Comprehensive genomic profiling of infiltrative follicular variant of papillary thyroid carcinoma

Abstract Background Infiltrative follicular variant of papillary thyroid carcinoma (IFVPTC) exhibits nuclear characteristics typical of papillary thyroid carcinoma (PTC) but demonstrates a follicular growth pattern. The diagnosis of IFVPTC presenting with atypical nuclear features of PTC poses challenges for both preoperative cytopathology and postoperative histopathology. In such cases, molecular markers are needed to serve as diagnostic aids. Given the limited knowledge of IFVPTC's genomic features, this study aimed to characterize its genetic alterations and identify clinically relevant molecular markers. Methods Whole‐exome sequencing of 50 IFVPTC tumor–normal pairs identified single‐nucleotide variants, somatic copy number alterations (sCNAs), and subclonal architecture. Key mutations were verified via polymerase chain reaction and Sanger sequencing, whereas valuable biomarkers were validated via immunohistochemistry (IHC).
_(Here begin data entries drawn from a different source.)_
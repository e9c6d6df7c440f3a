//! # Terminal Rendering
//!
//! Development mode draws the framebuffer as ASCII art so the face can be
//! checked without a display attached. Pixels in the scheme's primary colour
//! print as `#`, secondary as `.`, and anything else (or anything outside the
//! visible area of a round panel) as a space.

use crate::config::AsciiConfig;
use crate::framebuffer::{FrameBuffer, PixelFormat};
use crate::scheme::ColourScheme;

fn cell<F: PixelFormat>(fb: &FrameBuffer<F>, x: u32, y: u32, scheme: &ColourScheme) -> char {
    let visible = fb
        .row_span(y)
        .is_some_and(|(min_x, max_x)| (min_x..=max_x).contains(&x));
    if !visible {
        return ' ';
    }
    let primary = F::quantize(scheme.primary);
    let secondary = F::quantize(scheme.secondary);
    match fb.pixel(x, y) {
        Some(colour) if colour == primary => '#',
        Some(colour) if colour == secondary => '.',
        _ => ' ',
    }
}

/// Render `fb` to a string, sampling every `column_step`-th column and
/// `row_step`-th row.
pub fn render_ascii<F: PixelFormat>(
    fb: &FrameBuffer<F>,
    scheme: &ColourScheme,
    options: &AsciiConfig,
) -> String {
    let column_step = options.column_step.max(1) as usize;
    let row_step = options.row_step.max(1) as usize;

    let mut out = String::new();
    for y in (0..fb.height()).step_by(row_step) {
        let line: String = (0..fb.width())
            .step_by(column_step)
            .map(|x| cell(fb, x, y, scheme))
            .collect();
        out.push_str(line.trim_end());
        out.push('\n');
    }
    out
}

/// Print the framebuffer to stdout.
pub fn draw_ascii<F: PixelFormat>(fb: &FrameBuffer<F>, scheme: &ColourScheme, options: &AsciiConfig) {
    print!("{}", render_ascii(fb, scheme, options));
}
Results This study found that endogenous processes rather than exogenous mutagens dominated the shaping of the genome of IFVPTC during tumorigenesis. BRAF V600E was the only common trunk mutation and significantly mutated gene in IFVPTC. Subcloning analysis found that most IFVPTC samples harbored two or more coexisting clones. sCNA analysis revealed that human leukocyte antigen C (HLA‐C) and HLA‐A were significantly amplified. Subsequent IHC investigations indicated that HLA‐C shows promise in averting the misclassification of challenging‐to‐interpret IFVPTC and invasive encapsulated follicular variant of PTC (I‐EFVPTC) as noninvasive follicular thyroid neoplasm with papillary‐like nuclear features (NIFTP). Although there were several similarities between classic PTC and IFVPTC, they differed significantly in their sCNA patterns. Conclusions This study provides valuable insights into IFVPTC's genetic alterations and highlights the potential of HLA‐C IHC to distinguish challenging‐to‐interpret IFVPTC and I‐EFVPTC from NIFTP, which will enhance the understanding of its molecular features for improved diagnosis and management.